# [WORK TO COMPLETE]
Here are some records; copy every line that holds the word "iter".
*** Begin section ***
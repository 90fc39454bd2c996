//! Terminal snapshot for testing and debugging
//!
//! A serializable picture of the visible screen (and optionally scrollback),
//! used by golden tests and the headless binary.

use serde::{Deserialize, Serialize};

use crate::cell::{CellAttributes, StyleFlags};
use crate::color::Color;
use crate::cursor::CursorStyle;
use crate::line::Line;
use crate::screen::Screen;

/// A complete snapshot of terminal state
#[derive(Debug, Clone, PartialEq, Serialize, Deserialize)]
pub struct Snapshot {
    pub dimensions: SnapshotDimensions,
    pub cursor: SnapshotCursor,
    /// Screen content (rows of text with attributes)
    pub screen: Vec<SnapshotLine>,
    /// Scrollback content, oldest first (if requested)
    #[serde(default, skip_serializing_if = "Option::is_none")]
    pub scrollback: Option<Vec<SnapshotLine>>,
    pub modes: SnapshotModes,
    /// Scroll region (top, bottom), 0-indexed inclusive
    pub scroll_region: (usize, usize),
    #[serde(default, skip_serializing_if = "String::is_empty")]
    pub title: String,
}

#[derive(Debug, Clone, Copy, PartialEq, Eq, Serialize, Deserialize)]
pub struct SnapshotDimensions {
    pub cols: usize,
    pub rows: usize,
}

#[derive(Debug, Clone, PartialEq, Eq, Serialize, Deserialize)]
pub struct SnapshotCursor {
    pub col: usize,
    pub row: usize,
    pub visible: bool,
    pub style: CursorStyle,
    #[serde(default, skip_serializing_if = "std::ops::Not::not")]
    pub pending_wrap: bool,
}

#[derive(Debug, Clone, PartialEq, Eq, Serialize, Deserialize)]
pub struct SnapshotLine {
    pub text: String,
    /// Whether the line was soft-wrapped
    #[serde(default, skip_serializing_if = "std::ops::Not::not")]
    pub wrapped: bool,
    #[serde(default, skip_serializing_if = "Vec::is_empty")]
    pub attrs: Vec<SnapshotAttrSpan>,
}

/// A run of cells `start..end` sharing non-default attributes
#[derive(Debug, Clone, PartialEq, Eq, Serialize, Deserialize)]
pub struct SnapshotAttrSpan {
    pub start: usize,
    pub end: usize,
    #[serde(default, skip_serializing_if = "Option::is_none")]
    pub fg: Option<String>,
    #[serde(default, skip_serializing_if = "Option::is_none")]
    pub bg: Option<String>,
    #[serde(default, skip_serializing_if = "StyleFlags::is_empty")]
    pub flags: StyleFlags,
}

#[derive(Debug, Clone, PartialEq, Eq, Serialize, Deserialize)]
pub struct SnapshotModes {
    pub origin_mode: bool,
    pub auto_wrap: bool,
    pub insert_mode: bool,
    pub reverse_video: bool,
    pub bracketed_paste: bool,
    pub alternate_screen: bool,
}

impl Snapshot {
    pub fn from_screen(screen: &Screen, include_scrollback: bool) -> Self {
        let dims = screen.dimensions();
        let cursor = screen.cursor();
        let modes = screen.modes();

        let scrollback = include_scrollback
            .then(|| screen.scrollback().iter().map(SnapshotLine::from_line).collect());

        Self {
            dimensions: SnapshotDimensions {
                cols: dims.cols,
                rows: dims.rows,
            },
            cursor: SnapshotCursor {
                col: cursor.col,
                row: cursor.row,
                visible: modes.cursor_visible,
                style: screen.cursor_style(),
                pending_wrap: cursor.pending_wrap,
            },
            screen: screen.grid().iter().map(SnapshotLine::from_line).collect(),
            scrollback,
            modes: SnapshotModes {
                origin_mode: modes.origin_mode,
                auto_wrap: modes.auto_wrap,
                insert_mode: modes.insert_mode,
                reverse_video: modes.reverse_video,
                bracketed_paste: modes.bracketed_paste,
                alternate_screen: screen.is_alternate_screen(),
            },
            scroll_region: screen.scroll_region(),
            title: screen.title().to_string(),
        }
    }

    pub fn to_json(&self) -> Result<String, serde_json::Error> {
        serde_json::to_string_pretty(self)
    }

    pub fn from_json(json: &str) -> Result<Self, serde_json::Error> {
        serde_json::from_str(json)
    }

    /// Screen text, one line per row
    pub fn screen_text(&self) -> String {
        self.screen
            .iter()
            .map(|line| line.text.as_str())
            .collect::<Vec<_>>()
            .join("\n")
    }
}

impl SnapshotLine {
    fn from_line(line: &Line) -> Self {
        Self {
            text: line.text(),
            wrapped: line.wrapped,
            attrs: attr_spans(line),
        }
    }
}

fn color_name(color: Color) -> Option<String> {
    match color {
        Color::Default => None,
        Color::Indexed(idx) => Some(format!("idx:{}", idx)),
        Color::Rgb(rgb) => Some(rgb.to_string()),
    }
}

fn attr_spans(line: &Line) -> Vec<SnapshotAttrSpan> {
    let mut spans: Vec<SnapshotAttrSpan> = Vec::new();
    let mut current: Option<SnapshotAttrSpan> = None;

    for (col, cell) in line.iter().enumerate() {
        if cell.is_continuation() {
            continue;
        }

        let attrs: &CellAttributes = &cell.attrs;
        let span = SnapshotAttrSpan {
            start: col,
            end: col + 1,
            fg: color_name(attrs.fg),
            bg: color_name(attrs.bg),
            flags: attrs.flags,
        };
        let plain = span.fg.is_none() && span.bg.is_none() && span.flags.is_empty();

        match current.as_mut() {
            Some(open) if !plain && open.fg == span.fg && open.bg == span.bg && open.flags == span.flags => {
                open.end = col + 1;
                if cell.is_wide() {
                    open.end += 1;
                }
                continue;
            }
            _ => {}
        }

        spans.extend(current.take());
        if !plain {
            let wide = cell.is_wide();
            current = Some(SnapshotAttrSpan {
                end: if wide { col + 2 } else { col + 1 },
                ..span
            });
        }
    }

    spans.extend(current);
    spans
}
*** End section ***
# [RESPONSE AREA]
            .then(|| screen.scrollback().iter().map(SnapshotLine::from_line).collect());
            screen: screen.grid().iter().map(SnapshotLine::from_line).collect(),
            .iter()
    for (col, cell) in line.iter().enumerate() {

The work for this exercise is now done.